Monday, February 23, 2026

Retail investors love hard to value stiocks

 


How do retail investors behave? I wish I knew. It seems that they have an increasing impact on some markets, but where is the focus? A paper titled "The Retail Habitat" seeks to answer this question and finds that retail investors prefer to trade hard-to-value stocks. Stocks with a lot of retail trading have more intangible capital, longer-duration cash flows, and are more likely to be mispriced. So why do retail investors focus on the harder-to-value names? The authors do not fully explore this critical issue. They just identify the stocks that seem to have more retail focus. I would suggets that that retail traders focus on big bets, the lottery tickets. The lottery ticket names, of course, will be stocks that can possibly produce large gains.

Asset allocation is always about the stock-bond correlation


The primary asset allocation decision is based on the relationship between stocks and bonds. If the correlation is negative, there is a significant benefit to holding bonds. If the correlation is rising and positive, the bond diversification benefit is limited, and it is time to consider other alternatives. The trend is not favorable to bonds. The long-term trend is higher, though the recent trend has returned to negative territory.

Monday, February 16, 2026

Meaaurement uncertainty is real

 


Macro investors have to deal with measurement error within government data. This is the second year in which we have seen major revisions to labor data. Last year, a major seasonal adjustment affected employment numbers. This year, there has been a significant change due to benchmark revisions. The two charts below provide evidence of what has happened to the labor data. The first chart shows that nonfarm payrolls have been revised down by approximately 1 million jobs. In the second chart, you can see the monthly change.

This new data provides further evidence of the K-shaped economy. Some of the revisions are based on demographics, so they do not translate into higher unemployment, but they do create a more confusing picture of the macroeconomic environment, which will impact bond returns in particular. 

I use macro signals to improve my trend- and price-based signals, but when macro data are noisier, the value added by macro analysis diminishes.




Innovation, industrial policy and controlling the fate of nations

 


How Progress Ends: Technology, Innovation, and the Fate of Nations, by Carl Benedikt Frey, is one of the most important economic and policy books of the last year. It is especially relevant given the discussion following the Draghi Report that has influenced European thinking about the need for change and innovation. Frey makes an important argument that economic progress is a combination of innovation, which often occurs in a decentralized environment, and the implementation of scale through bureaucracy.

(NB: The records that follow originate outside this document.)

use chrono::NaiveDate;
use rust_decimal::Decimal;
use serde::{Deserialize, Serialize};
use uuid::Uuid;
use validator::Validate;

use crate::models::{Service, Transaction, Vehicle};
use crate::services::expiration_alerts::ExpirationStatus;
use crate::utils::validation::normalize_plate;

// Campos editables de un vehículo (el propietario sólo cambia por transferencia)
#[derive(Debug, Clone, Deserialize, Validate)]
pub struct VehicleFields {
    #[validate(length(min = 7, max = 8))]
    pub plate: String,
    pub chassis: Option<String>,
    pub renavam: Option<String>,
    #[validate(length(max = 100))]
    pub brand: Option<String>,
    #[validate(length(max = 100))]
    pub model: Option<String>,
    #[validate(range(min = 1900, max = 2100))]
    pub manufacture_year: Option<i32>,
    #[validate(range(min = 1900, max = 2100))]
    pub model_year: Option<i32>,
    #[validate(length(max = 50))]
    pub color: Option<String>,
    #[validate(length(max = 30))]
    pub fuel_type: Option<String>,
    #[validate(length(max = 50))]
    pub category: Option<String>,
    pub licensing_expiration: Option<NaiveDate>,
    pub notes: Option<String>,
}

// Request para crear un vehículo
#[derive(Debug, Clone, Deserialize)]
pub struct CreateVehicleRequest {
    pub owner_id: Uuid,
    #[serde(flatten)]
    pub fields: VehicleFields,
}

// Request para transferir un vehículo a otro cliente
#[derive(Debug, Clone, Deserialize, Validate)]
pub struct TransferVehicleRequest {
    pub seller_id: Uuid,
    pub new_owner_id: Uuid,
    pub price: Decimal,
    pub due_date: Option<NaiveDate>,
    /// Debe ser el vendedor o el comprador
    pub payer_id: Uuid,
    #[validate(length(max = 255))]
    pub agent_name: Option<String>,
    #[validate(length(max = 255))]
    pub detran_schedule: Option<String>,
    pub notes: Option<String>,
    pub service_type: Option<String>,
}

// Filtros para búsqueda de vehículos
#[derive(Debug, Clone, Default, Deserialize)]
pub struct VehicleFilters {
    pub search: Option<String>,
    pub owner_id: Option<Uuid>,
    pub limit: Option<i64>,
    pub offset: Option<i64>,
}

impl VehicleFilters {
    pub fn matches(&self, vehicle: &Vehicle) -> bool {
        if self.owner_id.map_or(false, |owner| owner != vehicle.owner_id) {
            return false;
        }
        match self.search_term() {
            None => true,
            Some(term) => {
                let needle = term.to_lowercase();
                let plate_needle = normalize_plate(term);
                (!plate_needle.is_empty() && vehicle.plate.contains(&plate_needle))
                    || [
                        vehicle.chassis.as_deref(),
                        vehicle.renavam.as_deref(),
                        vehicle.brand.as_deref(),
                        vehicle.model.as_deref(),
                    ]
                    .into_iter()
                    .flatten()
                    .any(|value| value.to_lowercase().contains(&needle))
            }
        }
    }

    pub fn search_term(&self) -> Option<&str> {
        self.search.as_deref().map(str::trim).filter(|s| !s.is_empty())
    }
}

// Response de vehículo con la alerta de licenciamiento calculada en lectura
#[derive(Debug, Serialize)]
pub struct VehicleResponse {
    #[serde(flatten)]
    pub vehicle: Vehicle,
    pub licensing_alert: ExpirationStatus,
}

// Resultado de una transferencia confirmada
#[derive(Debug, Serialize)]
pub struct TransferResponse {
    pub vehicle: Vehicle,
    pub service: Service,
    pub transaction: Transaction,
}

#[cfg(test)]
mod tests {
    use super::*;

    #[test]
    fn test_search_by_partial_plate() {
        let mut vehicle = Vehicle::new(Uuid::new_v4(), "ABC1D23".into());
        vehicle.brand = Some("Fiat".into());
        let filters = VehicleFilters {
            search: Some("abc-1d".into()),
            ..Default::default()
        };
        assert!(filters.matches(&vehicle));

        let filters = VehicleFilters {
            search: Some("fiat".into()),
            ..Default::default()
        };
        assert!(filters.matches(&vehicle));

        let filters = VehicleFilters {
            search: Some("honda".into()),
            ..Default::default()
        };
        assert!(!filters.matches(&vehicle));
    }

    #[test]
    fn test_owner_filter() {
        let owner = Uuid::new_v4();
        let vehicle = Vehicle::new(owner, "ABC1234".into());
        let filters = VehicleFilters {
            owner_id: Some(Uuid::new_v4()),
            ..Default::default()
        };
        assert!(!filters.matches(&vehicle));
        let filters = VehicleFilters {
            owner_id: Some(owner),
            ..Default::default()
        };
        assert!(filters.matches(&vehicle));
    }
}
//! Controllers
//!
//! Orquestan validación, store, storage y auditoría para cada operación.
//! Se construyen por request a partir del `AppState`.

pub mod admin_controller;
pub mod client_controller;
pub mod dashboard_controller;
pub mod service_controller;
pub mod transaction_controller;
pub mod vehicle_controller;

pub use admin_controller::AdminController;
pub use client_controller::ClientController;
pub use dashboard_controller::DashboardController;
pub use service_controller::ServiceController;
pub use transaction_controller::TransactionController;
pub use vehicle_controller::VehicleController;
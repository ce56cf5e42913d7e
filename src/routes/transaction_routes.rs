use axum::{
    extract::{Path, Query, State},
    routing::{get, post},
    Extension, Json, Router,
};
use uuid::Uuid;

use crate::controllers::TransactionController;
use crate::dto::transaction_dto::{TransactionFilters, TransactionRequest};
use crate::dto::ApiResponse;
use crate::models::{Actor, Transaction};
use crate::state::AppState;
use crate::utils::errors::AppError;

pub fn create_transaction_router() -> Router<AppState> {
    Router::new()
        .route("/", get(list_transactions).post(create_transaction))
        .route(
            "/:id",
            get(get_transaction).put(update_transaction).delete(delete_transaction),
        )
        .route("/:id/pay", post(pay_transaction))
}

async fn list_transactions(
    State(state): State<AppState>,
    Query(filters): Query<TransactionFilters>,
) -> Result<Json<Vec<Transaction>>, AppError> {
    let controller = TransactionController::new(&state);
    Ok(Json(controller.list(filters).await?))
}

async fn get_transaction(
    State(state): State<AppState>,
    Path(id): Path<Uuid>,
) -> Result<Json<Transaction>, AppError> {
    let controller = TransactionController::new(&state);
    Ok(Json(controller.get_by_id(id).await?))
}

async fn create_transaction(
    State(state): State<AppState>,
    Extension(actor): Extension<Actor>,
    Json(request): Json<TransactionRequest>,
) -> Result<Json<ApiResponse<Transaction>>, AppError> {
    let controller = TransactionController::new(&state);
    Ok(Json(controller.create(&actor, request).await?))
}

async fn update_transaction(
    State(state): State<AppState>,
    Extension(actor): Extension<Actor>,
    Path(id): Path<Uuid>,
    Json(request): Json<TransactionRequest>,
) -> Result<Json<ApiResponse<Transaction>>, AppError> {
    let controller = TransactionController::new(&state);
    Ok(Json(controller.update(&actor, id, request).await?))
}

async fn delete_transaction(
    State(state): State<AppState>,
    Extension(actor): Extension<Actor>,
    Path(id): Path<Uuid>,
) -> Result<Json<ApiResponse<()>>, AppError> {
    let controller = TransactionController::new(&state);
    Ok(Json(controller.delete(&actor, id).await?))
}

async fn pay_transaction(
    State(state): State<AppState>,
    Extension(actor): Extension<Actor>,
    Path(id): Path<Uuid>,
) -> Result<Json<ApiResponse<Transaction>>, AppError> {
    let controller = TransactionController::new(&state);
    Ok(Json(controller.mark_paid(&actor, id).await?))
}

He develops this argument through close observation of 1,000 years of history across different economic systems around the globe. Technological progress and economic growth are inevitable. There needs to be a special combination between technology and bureaucracy.

Frey draws a distinction between technological innovation that often occurs in a decentralized environment, where experimentation and exploration of new ideas take place. The technology then has to be put to use, which requires a bureaucracy or centralization to effectively employ it. Some countries did not get the technology right because bureaucracy stifled innovation. In contrast, other countries lacked technological advances but were able to grow by harnessing their bureaucracy to build on others’ innovations. 

The EU needs new technology, but that is not enough. There also needs to be a bureaucracy that not only gets out of the way but also uses its power to allow for economies of scale.